[PROBLEM DESCRIPTION]
Every line of the records below that has the word "MissingSensor" should be copied.

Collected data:
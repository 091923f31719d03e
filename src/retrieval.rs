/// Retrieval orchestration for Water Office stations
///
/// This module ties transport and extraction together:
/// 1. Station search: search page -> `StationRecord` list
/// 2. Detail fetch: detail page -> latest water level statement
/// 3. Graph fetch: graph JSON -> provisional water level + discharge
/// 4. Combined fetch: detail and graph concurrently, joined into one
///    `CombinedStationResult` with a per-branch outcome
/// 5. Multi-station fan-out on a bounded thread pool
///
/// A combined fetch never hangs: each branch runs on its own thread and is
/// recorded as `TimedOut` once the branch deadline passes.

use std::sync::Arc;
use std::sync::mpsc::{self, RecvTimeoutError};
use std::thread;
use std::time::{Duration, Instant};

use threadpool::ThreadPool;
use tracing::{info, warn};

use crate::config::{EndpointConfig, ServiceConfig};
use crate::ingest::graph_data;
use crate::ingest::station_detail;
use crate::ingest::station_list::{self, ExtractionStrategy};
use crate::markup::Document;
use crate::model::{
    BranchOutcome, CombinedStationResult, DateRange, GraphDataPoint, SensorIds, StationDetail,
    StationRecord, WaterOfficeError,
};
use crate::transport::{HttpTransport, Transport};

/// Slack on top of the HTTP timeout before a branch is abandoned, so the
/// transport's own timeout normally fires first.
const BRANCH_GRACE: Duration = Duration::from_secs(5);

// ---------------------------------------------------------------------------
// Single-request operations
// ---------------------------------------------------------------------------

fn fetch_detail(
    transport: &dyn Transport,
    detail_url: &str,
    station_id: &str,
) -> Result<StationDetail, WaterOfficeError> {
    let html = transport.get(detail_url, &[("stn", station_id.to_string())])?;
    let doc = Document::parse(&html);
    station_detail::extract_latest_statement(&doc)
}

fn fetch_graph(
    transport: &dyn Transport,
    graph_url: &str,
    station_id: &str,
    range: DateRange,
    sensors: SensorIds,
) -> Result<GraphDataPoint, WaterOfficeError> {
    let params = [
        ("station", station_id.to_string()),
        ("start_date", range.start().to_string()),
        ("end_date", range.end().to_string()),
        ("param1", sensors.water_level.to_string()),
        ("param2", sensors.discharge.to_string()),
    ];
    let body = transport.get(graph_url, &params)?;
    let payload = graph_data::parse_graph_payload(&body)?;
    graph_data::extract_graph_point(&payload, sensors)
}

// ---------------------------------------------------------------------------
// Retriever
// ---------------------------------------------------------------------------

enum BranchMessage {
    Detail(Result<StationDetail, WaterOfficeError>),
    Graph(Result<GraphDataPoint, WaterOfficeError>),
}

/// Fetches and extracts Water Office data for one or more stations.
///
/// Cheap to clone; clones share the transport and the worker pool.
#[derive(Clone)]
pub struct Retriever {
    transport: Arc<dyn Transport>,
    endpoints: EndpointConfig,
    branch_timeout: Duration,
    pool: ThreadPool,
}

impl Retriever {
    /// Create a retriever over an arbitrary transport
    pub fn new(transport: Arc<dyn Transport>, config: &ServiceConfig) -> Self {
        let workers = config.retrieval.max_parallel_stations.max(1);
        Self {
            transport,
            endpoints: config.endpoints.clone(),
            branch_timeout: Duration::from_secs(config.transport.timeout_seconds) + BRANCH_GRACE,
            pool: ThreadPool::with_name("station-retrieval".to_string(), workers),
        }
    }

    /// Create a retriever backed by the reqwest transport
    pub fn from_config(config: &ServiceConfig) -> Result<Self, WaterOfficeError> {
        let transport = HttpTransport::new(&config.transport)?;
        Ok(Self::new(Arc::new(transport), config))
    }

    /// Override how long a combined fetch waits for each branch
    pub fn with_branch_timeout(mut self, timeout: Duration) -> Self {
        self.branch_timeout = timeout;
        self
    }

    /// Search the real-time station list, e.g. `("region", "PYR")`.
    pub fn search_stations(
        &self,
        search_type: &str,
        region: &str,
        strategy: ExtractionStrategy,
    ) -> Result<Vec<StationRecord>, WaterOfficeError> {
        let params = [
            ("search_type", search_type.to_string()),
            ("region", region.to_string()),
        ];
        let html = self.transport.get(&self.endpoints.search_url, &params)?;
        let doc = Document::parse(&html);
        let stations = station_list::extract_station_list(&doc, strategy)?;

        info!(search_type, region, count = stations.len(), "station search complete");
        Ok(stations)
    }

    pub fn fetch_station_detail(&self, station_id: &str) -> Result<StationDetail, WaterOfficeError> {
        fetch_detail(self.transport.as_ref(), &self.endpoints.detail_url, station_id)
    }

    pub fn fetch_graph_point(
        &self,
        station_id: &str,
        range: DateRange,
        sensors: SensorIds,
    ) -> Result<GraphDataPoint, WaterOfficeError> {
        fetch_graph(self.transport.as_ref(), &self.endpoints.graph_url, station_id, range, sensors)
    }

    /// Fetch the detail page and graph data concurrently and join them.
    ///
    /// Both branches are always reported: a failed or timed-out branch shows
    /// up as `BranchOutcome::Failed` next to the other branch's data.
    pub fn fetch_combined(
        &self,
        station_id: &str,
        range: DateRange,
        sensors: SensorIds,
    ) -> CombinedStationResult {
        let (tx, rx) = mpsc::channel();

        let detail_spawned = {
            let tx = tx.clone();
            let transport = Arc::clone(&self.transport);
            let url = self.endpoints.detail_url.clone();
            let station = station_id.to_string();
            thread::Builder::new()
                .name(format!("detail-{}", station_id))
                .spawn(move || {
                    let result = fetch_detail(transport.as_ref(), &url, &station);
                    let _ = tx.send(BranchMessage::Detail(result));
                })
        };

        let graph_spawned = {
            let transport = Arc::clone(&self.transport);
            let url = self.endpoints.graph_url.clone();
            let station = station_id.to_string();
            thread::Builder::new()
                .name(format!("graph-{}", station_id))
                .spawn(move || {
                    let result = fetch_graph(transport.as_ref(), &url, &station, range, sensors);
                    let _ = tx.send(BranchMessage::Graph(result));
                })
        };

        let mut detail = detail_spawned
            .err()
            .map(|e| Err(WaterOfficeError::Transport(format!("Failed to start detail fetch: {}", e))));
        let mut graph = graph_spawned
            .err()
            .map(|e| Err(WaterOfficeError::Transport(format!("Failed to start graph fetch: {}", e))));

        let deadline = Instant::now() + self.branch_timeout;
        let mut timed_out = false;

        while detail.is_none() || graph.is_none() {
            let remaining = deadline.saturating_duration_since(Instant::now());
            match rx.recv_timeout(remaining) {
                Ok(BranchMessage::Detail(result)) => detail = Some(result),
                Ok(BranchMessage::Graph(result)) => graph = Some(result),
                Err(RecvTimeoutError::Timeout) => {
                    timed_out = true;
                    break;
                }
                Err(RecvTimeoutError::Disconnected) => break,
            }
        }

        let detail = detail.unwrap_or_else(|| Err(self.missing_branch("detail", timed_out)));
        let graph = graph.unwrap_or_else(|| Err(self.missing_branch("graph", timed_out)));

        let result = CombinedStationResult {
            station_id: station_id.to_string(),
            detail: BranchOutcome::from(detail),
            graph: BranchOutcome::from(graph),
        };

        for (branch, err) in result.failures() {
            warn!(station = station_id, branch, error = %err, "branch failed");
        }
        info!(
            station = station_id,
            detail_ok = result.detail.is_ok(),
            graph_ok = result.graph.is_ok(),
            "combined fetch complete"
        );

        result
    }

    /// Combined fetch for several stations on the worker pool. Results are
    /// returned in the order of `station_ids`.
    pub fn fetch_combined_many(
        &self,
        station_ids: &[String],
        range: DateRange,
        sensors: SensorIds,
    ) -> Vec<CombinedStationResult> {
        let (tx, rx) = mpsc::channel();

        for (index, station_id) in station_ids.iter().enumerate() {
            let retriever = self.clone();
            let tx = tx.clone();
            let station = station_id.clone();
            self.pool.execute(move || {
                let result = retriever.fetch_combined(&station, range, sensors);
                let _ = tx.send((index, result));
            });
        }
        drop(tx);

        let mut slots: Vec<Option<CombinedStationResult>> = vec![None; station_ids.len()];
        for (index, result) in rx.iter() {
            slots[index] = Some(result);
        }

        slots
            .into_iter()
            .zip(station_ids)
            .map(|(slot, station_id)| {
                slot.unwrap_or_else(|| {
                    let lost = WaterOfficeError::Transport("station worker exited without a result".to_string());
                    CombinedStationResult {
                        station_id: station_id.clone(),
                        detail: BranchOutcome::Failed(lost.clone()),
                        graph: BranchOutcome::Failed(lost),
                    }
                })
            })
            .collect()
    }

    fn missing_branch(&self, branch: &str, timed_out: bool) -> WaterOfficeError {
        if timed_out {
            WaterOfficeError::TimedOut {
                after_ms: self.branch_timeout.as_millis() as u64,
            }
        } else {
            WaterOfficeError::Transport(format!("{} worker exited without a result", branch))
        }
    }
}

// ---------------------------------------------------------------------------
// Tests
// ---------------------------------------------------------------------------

==

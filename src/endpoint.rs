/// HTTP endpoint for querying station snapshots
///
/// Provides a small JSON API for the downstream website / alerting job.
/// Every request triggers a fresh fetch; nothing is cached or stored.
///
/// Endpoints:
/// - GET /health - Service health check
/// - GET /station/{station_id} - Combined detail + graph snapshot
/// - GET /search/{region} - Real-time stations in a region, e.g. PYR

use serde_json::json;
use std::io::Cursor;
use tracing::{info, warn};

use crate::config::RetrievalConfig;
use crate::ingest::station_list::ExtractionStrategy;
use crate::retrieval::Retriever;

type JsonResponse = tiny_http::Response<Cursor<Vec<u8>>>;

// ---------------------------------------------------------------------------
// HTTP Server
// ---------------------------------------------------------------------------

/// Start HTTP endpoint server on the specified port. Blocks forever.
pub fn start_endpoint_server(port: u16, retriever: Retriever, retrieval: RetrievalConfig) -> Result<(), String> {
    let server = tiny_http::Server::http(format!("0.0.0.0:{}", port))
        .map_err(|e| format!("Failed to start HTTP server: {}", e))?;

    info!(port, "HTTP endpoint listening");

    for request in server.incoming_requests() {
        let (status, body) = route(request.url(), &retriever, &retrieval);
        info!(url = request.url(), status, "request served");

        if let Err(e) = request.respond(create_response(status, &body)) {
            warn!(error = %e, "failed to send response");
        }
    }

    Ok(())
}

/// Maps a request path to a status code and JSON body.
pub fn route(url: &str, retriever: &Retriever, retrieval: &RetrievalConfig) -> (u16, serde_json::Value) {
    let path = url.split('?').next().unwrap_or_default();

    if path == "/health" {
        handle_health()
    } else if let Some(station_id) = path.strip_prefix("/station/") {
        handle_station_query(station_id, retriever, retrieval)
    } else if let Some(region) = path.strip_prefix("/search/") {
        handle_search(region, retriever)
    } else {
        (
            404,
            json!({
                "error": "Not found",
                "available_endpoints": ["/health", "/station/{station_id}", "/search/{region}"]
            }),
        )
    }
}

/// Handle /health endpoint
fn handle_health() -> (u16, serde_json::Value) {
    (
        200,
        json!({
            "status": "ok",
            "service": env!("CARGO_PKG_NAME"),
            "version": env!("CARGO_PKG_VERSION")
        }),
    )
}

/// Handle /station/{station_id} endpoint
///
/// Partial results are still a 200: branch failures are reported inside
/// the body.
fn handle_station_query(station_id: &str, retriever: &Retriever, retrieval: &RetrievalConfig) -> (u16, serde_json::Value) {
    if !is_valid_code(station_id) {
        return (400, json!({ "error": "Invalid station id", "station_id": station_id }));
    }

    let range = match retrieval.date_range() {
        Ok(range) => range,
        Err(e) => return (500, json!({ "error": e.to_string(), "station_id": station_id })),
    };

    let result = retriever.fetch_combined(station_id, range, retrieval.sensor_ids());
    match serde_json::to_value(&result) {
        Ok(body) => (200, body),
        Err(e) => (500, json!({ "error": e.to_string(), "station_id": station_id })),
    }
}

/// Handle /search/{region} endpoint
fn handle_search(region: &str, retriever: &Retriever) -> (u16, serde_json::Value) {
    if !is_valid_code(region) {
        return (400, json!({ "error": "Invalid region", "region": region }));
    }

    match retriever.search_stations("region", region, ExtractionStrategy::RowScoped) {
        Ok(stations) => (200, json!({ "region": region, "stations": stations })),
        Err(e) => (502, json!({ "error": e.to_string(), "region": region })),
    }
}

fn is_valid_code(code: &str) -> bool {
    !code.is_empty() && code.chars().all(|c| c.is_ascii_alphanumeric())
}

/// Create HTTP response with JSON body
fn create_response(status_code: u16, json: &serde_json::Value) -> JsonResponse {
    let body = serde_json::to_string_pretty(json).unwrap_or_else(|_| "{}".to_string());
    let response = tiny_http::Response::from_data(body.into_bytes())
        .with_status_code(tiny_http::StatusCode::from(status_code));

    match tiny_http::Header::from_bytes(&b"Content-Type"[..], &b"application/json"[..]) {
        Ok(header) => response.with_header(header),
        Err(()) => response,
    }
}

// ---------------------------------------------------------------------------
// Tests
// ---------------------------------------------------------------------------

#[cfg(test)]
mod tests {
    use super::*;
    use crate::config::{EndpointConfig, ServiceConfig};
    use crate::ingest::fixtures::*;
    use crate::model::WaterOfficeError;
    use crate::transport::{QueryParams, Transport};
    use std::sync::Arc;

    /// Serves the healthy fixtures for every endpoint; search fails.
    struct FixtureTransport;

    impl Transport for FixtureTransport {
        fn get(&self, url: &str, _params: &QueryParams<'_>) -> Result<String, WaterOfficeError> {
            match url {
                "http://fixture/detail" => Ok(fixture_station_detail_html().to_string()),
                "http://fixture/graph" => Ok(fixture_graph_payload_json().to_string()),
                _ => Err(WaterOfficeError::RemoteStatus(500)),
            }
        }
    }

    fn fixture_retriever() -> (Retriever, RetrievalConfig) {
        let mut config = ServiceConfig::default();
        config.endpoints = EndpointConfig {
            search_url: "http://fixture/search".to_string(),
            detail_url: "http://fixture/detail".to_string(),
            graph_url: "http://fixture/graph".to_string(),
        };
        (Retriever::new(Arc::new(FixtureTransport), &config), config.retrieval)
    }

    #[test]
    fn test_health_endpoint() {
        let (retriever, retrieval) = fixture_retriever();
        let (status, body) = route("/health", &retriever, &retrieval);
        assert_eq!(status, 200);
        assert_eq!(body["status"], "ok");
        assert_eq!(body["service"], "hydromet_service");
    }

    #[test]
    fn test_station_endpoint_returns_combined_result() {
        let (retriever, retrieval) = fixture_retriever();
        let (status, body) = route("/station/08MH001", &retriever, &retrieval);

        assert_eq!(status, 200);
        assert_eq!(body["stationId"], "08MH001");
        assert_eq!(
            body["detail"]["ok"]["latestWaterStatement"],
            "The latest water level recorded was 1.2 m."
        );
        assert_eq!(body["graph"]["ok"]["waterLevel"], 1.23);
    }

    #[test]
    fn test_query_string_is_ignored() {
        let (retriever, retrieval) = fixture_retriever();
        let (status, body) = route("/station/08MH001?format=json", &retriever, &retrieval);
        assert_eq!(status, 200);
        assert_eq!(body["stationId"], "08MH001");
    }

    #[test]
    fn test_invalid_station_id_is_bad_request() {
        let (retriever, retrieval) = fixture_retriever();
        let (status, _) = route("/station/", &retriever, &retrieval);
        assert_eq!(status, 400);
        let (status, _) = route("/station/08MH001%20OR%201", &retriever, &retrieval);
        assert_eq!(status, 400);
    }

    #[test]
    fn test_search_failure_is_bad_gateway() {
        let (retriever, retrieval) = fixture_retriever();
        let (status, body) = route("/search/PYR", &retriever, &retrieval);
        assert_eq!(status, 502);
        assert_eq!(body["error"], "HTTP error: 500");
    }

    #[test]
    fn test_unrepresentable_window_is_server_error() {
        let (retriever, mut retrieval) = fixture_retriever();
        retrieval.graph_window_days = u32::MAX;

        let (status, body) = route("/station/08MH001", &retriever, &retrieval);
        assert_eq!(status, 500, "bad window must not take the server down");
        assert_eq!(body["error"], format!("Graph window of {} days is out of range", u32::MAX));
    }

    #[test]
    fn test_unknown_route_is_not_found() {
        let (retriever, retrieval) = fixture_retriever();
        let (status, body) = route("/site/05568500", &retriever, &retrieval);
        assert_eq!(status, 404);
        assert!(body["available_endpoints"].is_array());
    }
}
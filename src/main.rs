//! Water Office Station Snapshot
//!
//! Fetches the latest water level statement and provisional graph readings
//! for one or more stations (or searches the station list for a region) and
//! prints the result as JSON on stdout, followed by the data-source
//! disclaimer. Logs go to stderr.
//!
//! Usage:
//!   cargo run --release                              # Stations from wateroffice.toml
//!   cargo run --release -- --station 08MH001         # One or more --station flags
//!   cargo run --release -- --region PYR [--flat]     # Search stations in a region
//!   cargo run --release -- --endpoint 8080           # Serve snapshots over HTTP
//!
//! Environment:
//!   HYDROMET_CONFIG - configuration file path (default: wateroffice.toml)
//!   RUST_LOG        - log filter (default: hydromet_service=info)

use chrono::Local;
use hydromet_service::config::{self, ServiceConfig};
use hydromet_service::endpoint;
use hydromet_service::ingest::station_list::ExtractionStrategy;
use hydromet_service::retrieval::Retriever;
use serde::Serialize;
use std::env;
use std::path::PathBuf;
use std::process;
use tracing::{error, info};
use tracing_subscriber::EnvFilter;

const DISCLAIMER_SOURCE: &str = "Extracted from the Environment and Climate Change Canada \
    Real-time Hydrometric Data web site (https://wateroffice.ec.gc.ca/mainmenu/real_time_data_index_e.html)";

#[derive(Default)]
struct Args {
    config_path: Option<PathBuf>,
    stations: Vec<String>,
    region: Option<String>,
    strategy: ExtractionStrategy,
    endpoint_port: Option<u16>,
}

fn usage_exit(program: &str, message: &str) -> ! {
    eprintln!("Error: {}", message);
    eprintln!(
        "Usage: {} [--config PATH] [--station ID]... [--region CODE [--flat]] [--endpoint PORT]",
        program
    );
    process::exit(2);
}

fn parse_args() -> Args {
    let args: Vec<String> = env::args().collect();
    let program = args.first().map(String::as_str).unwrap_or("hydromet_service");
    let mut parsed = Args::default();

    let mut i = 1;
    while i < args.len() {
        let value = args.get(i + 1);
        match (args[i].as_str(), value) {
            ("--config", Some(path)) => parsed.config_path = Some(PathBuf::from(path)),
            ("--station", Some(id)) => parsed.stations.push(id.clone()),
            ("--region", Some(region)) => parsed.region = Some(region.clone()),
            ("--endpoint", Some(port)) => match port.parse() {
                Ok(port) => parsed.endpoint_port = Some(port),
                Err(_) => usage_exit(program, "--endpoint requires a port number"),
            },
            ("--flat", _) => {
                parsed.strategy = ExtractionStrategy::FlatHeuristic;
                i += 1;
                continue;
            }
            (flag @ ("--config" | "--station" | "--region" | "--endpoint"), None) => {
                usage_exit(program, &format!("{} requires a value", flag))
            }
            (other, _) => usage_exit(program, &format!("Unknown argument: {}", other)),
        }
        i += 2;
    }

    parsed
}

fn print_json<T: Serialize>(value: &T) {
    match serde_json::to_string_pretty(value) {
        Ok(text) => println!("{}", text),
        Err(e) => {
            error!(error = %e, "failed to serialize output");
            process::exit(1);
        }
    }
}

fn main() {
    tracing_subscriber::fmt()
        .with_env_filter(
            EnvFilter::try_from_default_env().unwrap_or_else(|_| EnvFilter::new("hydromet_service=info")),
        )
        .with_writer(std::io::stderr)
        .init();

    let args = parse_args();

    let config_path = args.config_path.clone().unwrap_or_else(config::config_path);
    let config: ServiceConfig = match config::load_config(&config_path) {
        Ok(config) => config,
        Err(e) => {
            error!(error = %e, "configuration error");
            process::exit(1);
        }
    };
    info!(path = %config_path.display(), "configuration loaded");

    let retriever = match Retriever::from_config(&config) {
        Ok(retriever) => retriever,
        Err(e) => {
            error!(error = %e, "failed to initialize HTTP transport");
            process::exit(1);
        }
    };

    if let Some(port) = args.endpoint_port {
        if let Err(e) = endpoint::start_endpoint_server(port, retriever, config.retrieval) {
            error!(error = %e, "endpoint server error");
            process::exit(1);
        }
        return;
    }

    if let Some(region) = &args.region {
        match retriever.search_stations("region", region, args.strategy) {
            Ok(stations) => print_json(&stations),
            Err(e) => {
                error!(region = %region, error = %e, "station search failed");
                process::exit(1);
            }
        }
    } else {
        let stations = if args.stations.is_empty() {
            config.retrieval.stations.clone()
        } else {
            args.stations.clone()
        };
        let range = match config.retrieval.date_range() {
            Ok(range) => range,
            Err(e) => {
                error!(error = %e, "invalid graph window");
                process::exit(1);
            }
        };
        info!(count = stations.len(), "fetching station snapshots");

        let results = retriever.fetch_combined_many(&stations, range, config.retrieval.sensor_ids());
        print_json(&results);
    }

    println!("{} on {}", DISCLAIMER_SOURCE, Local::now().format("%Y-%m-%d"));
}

---

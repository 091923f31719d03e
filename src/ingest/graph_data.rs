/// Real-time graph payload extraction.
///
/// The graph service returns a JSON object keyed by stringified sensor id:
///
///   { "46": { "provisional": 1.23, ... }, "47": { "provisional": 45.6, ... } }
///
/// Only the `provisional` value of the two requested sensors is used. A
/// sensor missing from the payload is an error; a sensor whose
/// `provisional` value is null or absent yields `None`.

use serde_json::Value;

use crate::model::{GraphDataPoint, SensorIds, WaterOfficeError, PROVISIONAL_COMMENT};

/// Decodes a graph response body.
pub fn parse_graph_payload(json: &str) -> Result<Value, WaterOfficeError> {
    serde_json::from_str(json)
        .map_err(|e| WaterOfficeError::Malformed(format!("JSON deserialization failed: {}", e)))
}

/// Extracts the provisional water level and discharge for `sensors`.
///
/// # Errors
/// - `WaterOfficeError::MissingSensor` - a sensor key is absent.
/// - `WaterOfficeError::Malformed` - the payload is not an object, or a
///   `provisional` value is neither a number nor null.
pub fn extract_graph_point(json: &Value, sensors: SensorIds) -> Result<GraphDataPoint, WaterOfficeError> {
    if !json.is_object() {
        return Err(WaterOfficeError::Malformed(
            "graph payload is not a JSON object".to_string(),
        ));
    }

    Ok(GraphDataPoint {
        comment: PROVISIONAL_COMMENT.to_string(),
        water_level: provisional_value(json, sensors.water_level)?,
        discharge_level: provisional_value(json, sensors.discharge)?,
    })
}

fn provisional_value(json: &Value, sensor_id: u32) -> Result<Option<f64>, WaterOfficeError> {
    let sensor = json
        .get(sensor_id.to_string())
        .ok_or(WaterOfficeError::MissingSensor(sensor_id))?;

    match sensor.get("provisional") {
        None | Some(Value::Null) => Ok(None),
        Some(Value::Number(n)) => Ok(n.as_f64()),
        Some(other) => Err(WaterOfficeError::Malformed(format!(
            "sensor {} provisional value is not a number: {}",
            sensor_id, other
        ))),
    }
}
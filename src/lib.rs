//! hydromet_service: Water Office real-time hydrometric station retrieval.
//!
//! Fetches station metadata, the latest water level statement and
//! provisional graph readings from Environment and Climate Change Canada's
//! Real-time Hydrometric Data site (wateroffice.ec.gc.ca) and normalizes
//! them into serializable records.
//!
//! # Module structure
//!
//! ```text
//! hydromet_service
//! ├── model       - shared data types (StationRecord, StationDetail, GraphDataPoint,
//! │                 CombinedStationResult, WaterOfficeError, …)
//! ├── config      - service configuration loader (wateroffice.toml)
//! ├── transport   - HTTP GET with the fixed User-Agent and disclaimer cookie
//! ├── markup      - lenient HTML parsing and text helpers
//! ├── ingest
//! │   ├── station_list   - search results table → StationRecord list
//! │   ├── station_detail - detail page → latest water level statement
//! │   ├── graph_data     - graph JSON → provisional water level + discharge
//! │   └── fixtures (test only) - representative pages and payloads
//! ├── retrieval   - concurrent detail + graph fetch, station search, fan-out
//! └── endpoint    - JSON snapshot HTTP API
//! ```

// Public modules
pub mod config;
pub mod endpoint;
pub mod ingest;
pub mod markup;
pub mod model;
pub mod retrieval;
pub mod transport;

[TASK SOLUTION]
/// - `WaterOfficeError::MissingSensor` - a sensor key is absent.
        .ok_or(WaterOfficeError::MissingSensor(sensor_id))?;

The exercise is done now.